Hasso-Plattner-Institut
Prof. Dr. Tilmann Rabl
 

Benchmarking Real-Time Analytics Systems

With ever growing amounts of data, analyzing it in real-time is becoming increasingly relevant. Unlike classical data warehouses that ingest data in batch, novel real-time analytical engines aim to process data as soon as it arrives to allow for analysis on fresh data. Compared to traditional OLAP systems, real-time systems are still rapidly developing. To understand the performance of OLAP systems, many benchmarks exist (e.g., TPC-H [1], TPC-DS [2], SSB [3]), but none of them consider data freshness and streaming ingest as supported by these novel systems. On the other end of the spectrum are streaming benchmarks, which evaluate stream processing engines, but do not consider analytical queries (e.g., LinearRoad Benchmark [4], Yahoo Streaming Benchmark [5]). To better understand the limitations and advantages of current systems, we plan to develop a real-time analytics benchmark and compare different real-time analytics systems.

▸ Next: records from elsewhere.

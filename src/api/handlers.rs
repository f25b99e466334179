//! HTTP handlers

use std::sync::Arc;

use axum::{
    extract::{rejection::JsonRejection, Query, State},
    http::header,
    response::{IntoResponse, Json},
};
use serde::{Deserialize, Serialize};
use tracing::debug;

use super::{error::ApiError, AppState};
use crate::pins::PinEntry;
use crate::types::{PublicKey, Record};

/// POST /pin/ body
#[derive(Deserialize)]
#[serde(rename_all = "camelCase")]
pub struct PinRequest {
    pub root_key: String,
}

/// GET /latest/ query string
#[derive(Deserialize)]
#[serde(rename_all = "camelCase")]
pub struct LatestQuery {
    pub root_key: Option<String>,
}

/// Response carrying a feed's current record (`null` if nothing published yet)
#[derive(Serialize)]
pub struct LatestResponse {
    pub latest: Option<Record>,
}

#[derive(Serialize)]
pub struct HealthResponse {
    pub status: String,
    pub version: String,
    pub pins: usize,
    pub listening: usize,
    pub regressions: u64,
}

fn parse_key(raw: &str) -> Result<PublicKey, ApiError> {
    raw.parse::<PublicKey>()
        .map_err(|e| ApiError::BadRequest(format!("rootKey: {}", e)))
}

/// POST /pin/
pub async fn pin(
    State(state): State<Arc<AppState>>,
    body: Result<Json<PinRequest>, JsonRejection>,
) -> Result<Json<LatestResponse>, ApiError> {
    let Json(request) = body.map_err(|e| ApiError::BadRequest(e.body_text()))?;
    let key = parse_key(&request.root_key)?;

    let latest = state.pins.setup(key).await?;
    Ok(Json(LatestResponse { latest }))
}

/// GET /pins/
pub async fn list_pins(State(state): State<Arc<AppState>>) -> impl IntoResponse {
    let pins = state.pins.list_all().await;
    (
        [(header::CONTENT_TYPE, "text/html; charset=utf-8")],
        render_listing(&pins),
    )
}

/// One `<br />` line per pin, in key order
pub fn render_listing(pins: &[PinEntry]) -> String {
    pins.iter()
        .map(|entry| match &entry.latest {
            Some(record) => format!(
                "\n<br />{} {}: {}",
                record.timestamp.to_rfc3339(),
                entry.key,
                html_escape(&record.text)
            ),
            None => format!("\n<br />{}: null", entry.key),
        })
        .collect()
}

fn html_escape(text: &str) -> String {
    let mut escaped = String::with_capacity(text.len());
    for c in text.chars() {
        match c {
            '&' => escaped.push_str("&amp;"),
            '<' => escaped.push_str("&lt;"),
            '>' => escaped.push_str("&gt;"),
            '"' => escaped.push_str("&quot;"),
            '\'' => escaped.push_str("&#39;"),
            c => escaped.push(c),
        }
    }
    escaped
}

/// GET /latest/?rootKey=
pub async fn latest(
    State(state): State<Arc<AppState>>,
    Query(query): Query<LatestQuery>,
) -> Result<Json<LatestResponse>, ApiError> {
    let raw = query
        .root_key
        .ok_or_else(|| ApiError::BadRequest("rootKey is required".to_string()))?;
    let key = parse_key(&raw)?;

    let latest = state.pins.latest(&key).await?;
    debug!(key = %key, has_record = latest.is_some(), "GET latest");
    Ok(Json(LatestResponse { latest }))
}

/// GET /health
pub async fn health(State(state): State<Arc<AppState>>) -> Json<HealthResponse> {
    let stats = state.pins.stats().await;
    Json(HealthResponse {
        status: "ok".to_string(),
        version: env!("CARGO_PKG_VERSION").to_string(),
        pins: stats.pins,
        listening: stats.listening,
        regressions: stats.regressions,
    })
}

#[cfg(test)]
mod tests {
    use super::*;
    use chrono::{TimeZone, Utc};

    #[test]
    fn test_render_listing() {
        let with_record = PublicKey::from_bytes([0xab; 32]);
        let without = PublicKey::from_bytes([0x01; 32]);
        let pins = vec![
            PinEntry { key: without, latest: None },
            PinEntry {
                key: with_record,
                latest: Some(Record::new(
                    Utc.with_ymd_and_hms(2021, 3, 1, 12, 0, 0).unwrap(),
                    "hi <b>",
                )),
            },
        ];

        let html = render_listing(&pins);
        assert_eq!(
            html,
            format!(
                "\n<br />{}: null\n<br />2021-03-01T12:00:00+00:00 {}: hi &lt;b&gt;",
                without, with_record
            )
        );
    }

    #[test]
    fn test_parse_key_maps_to_bad_request() {
        let err = parse_key("short").unwrap_err();
        assert_eq!(err.status_code(), axum::http::StatusCode::BAD_REQUEST);
    }
}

An important step in developing such a benchmark is to see how it is implementable in various system types and what the performance characteristics are. To gain insights into this, the master project should implement an early version of the benchmark in a few systems under test, e.g., Postgres, DuckDB, Apache Flink, Apache Druid. Each of these systems has a different focus and supports realtime analytics in varying degrees.

As a basis for the benchmark specification and tooling, we will reuse existing benchmarks, particularly the Yahoo Streaming Benchmark [5], TPCx-IoT [6], and SSB [3], which cover subsets of our requirements.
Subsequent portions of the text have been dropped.